Beaucoup d’oeuvres sont teintées d’onirisme, de spiritualisme, de culture vaudoue. Est-ce le point commun à ces artistes ?

Il y en a beaucoup qui s’inspirent du vaudou, une religion, une philosophe liée aussi aux sources naturelles. Prenez par exemple Clovis-Alexandre Desvarieux et son oeuvre Legba L’Ouverture. Legba, dans la culture vaudoue, est le dieu qui ouvre les portes. Marie-Hélène Cauvin, elle, s’intéresse aux contes, aux mythologies, mais pas au vaudou. Son travail contient de l’onirique, mais ce n’est pas ce qui le définit. Elle a un propos sur le monde contemporain, sur la violence, les gangs. Il ne faut pas cantonner les artistes dans un seul registre. C’est ça, l’exposition, une multiplicité d’imaginaires.

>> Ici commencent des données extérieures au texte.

use thiserror::Error;

use crate::constants as C;

use super::memory::MemoryError;

/// A terminal CPU fault
///
/// Faults do not unwind: they transition the interpreter to
/// `TerminatedByFault` and stay retrievable so the host can inspect the
/// final state and the cause.
#[derive(Debug, Error, Clone, Copy, PartialEq, Eq)]
pub enum Exception {
    /// The program counter landed on an address that does not start an
    /// instruction
    #[error("illegal jump to address {address:#x}")]
    IllegalJump { address: C::Address },

    /// An out-of-range memory access
    #[error("invalid memory access ({0})")]
    InvalidMemoryAccess(#[from] MemoryError),

    #[error("division by zero")]
    DivisionByZero,

    /// A `trap` with a vector the simulator does not service
    #[error("unsupported trap vector {vector}")]
    UnsupportedTrapVector { vector: u8 },

    /// A host trap with an unknown task number in `d0`
    #[error("unknown trap task {task}")]
    UnknownTrapTask { task: u16 },
}
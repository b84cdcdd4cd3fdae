//! Source parsing logic
//!
//! The parser is line-oriented and total: every line of input produces a
//! [`SourceLine`], and anything that matches no production is kept as an
//! `Unknown` line for the semantic analyzer to report. Token-level parsing
//! is handled by the `nom` library, one submodule per concern.

use nom::bytes::complete::take_while1;
use nom::combinator::verify;
use nom::IResult;
use tracing::debug;

mod line;
mod literal;
mod operand;

pub use self::line::{Directive, InstructionLine, LineContent, Program, SourceLine};
pub use self::operand::{DataValue, Operand, Value};

fn is_identifier_char(c: char) -> bool {
    is_start_identifier_char(c) || c.is_ascii_digit()
}

fn is_start_identifier_char(c: char) -> bool {
    c == '_' || c.is_ascii_lowercase() || c.is_ascii_uppercase()
}

/// Parse a C-like identifier
pub(crate) fn parse_identifier(input: &str) -> IResult<&str, &str> {
    verify(take_while1(is_identifier_char), |f: &str| {
        f.chars()
            .next()
            .filter(|&c| is_start_identifier_char(c))
            .is_some()
    })(input)
}

/// Parse a program, one [`SourceLine`] per input line
///
/// Parsing never fails; malformed lines come back as
/// [`LineContent::Unknown`] and are reported by the semantic analyzer.
#[must_use]
pub fn parse(source: &str) -> Program {
    let lines: Vec<_> = source
        .lines()
        .enumerate()
        .map(|(index, text)| line::parse_line(index, text))
        .collect();
    debug!(lines = lines.len(), "parsed program");
    Program { lines }
}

Peut-on parler d’art haïtien ?

Non, non. C’est de l’art contemporain, réalisé par des artistes qui ont des origines haïtiennes. Ils puisent dans cette encyclopédie visuelle qu’est Haïti, avec une tradition qui date de 1804, l’année de l’indépendance. Mais ils créent en dialogue avec Montréal, ou sont influencés par elle. Et ils s’expriment sans se soucier de contextes contraignants.

Quel était l’objectif de l’exposition ? Nous faire découvrir ces artistes ?

Dans le cas de Gelsy Verna, qui est décédée en 2008 et qui n’a pas eu de représentation, il fallait la révéler. Mais la mission de l’exposition était de saluer les artistes. Je n’utiliserais pas le mot « découverte », parce qu’il a une connotation colonialiste. Découvrir, c’est comme si ces artistes étaient cachés. Non, ils sont là, ils existent. On ne peut pas découvrir Manuel Mathieu ni Clovis, qui exposent à l’étranger. On ne peut pas découvrir Stanley Février, qui vient d’être finaliste pour le prix Sobey. Ils ont produit constamment des expositions. Si [les gens] ne s’y sont pas intéressés, ça ne veut pas dire qu’elles n’ont pas existé.

Depuis quelques années, Manuel Mathieu connaît un grand succès. Est-il devenu incontournable ?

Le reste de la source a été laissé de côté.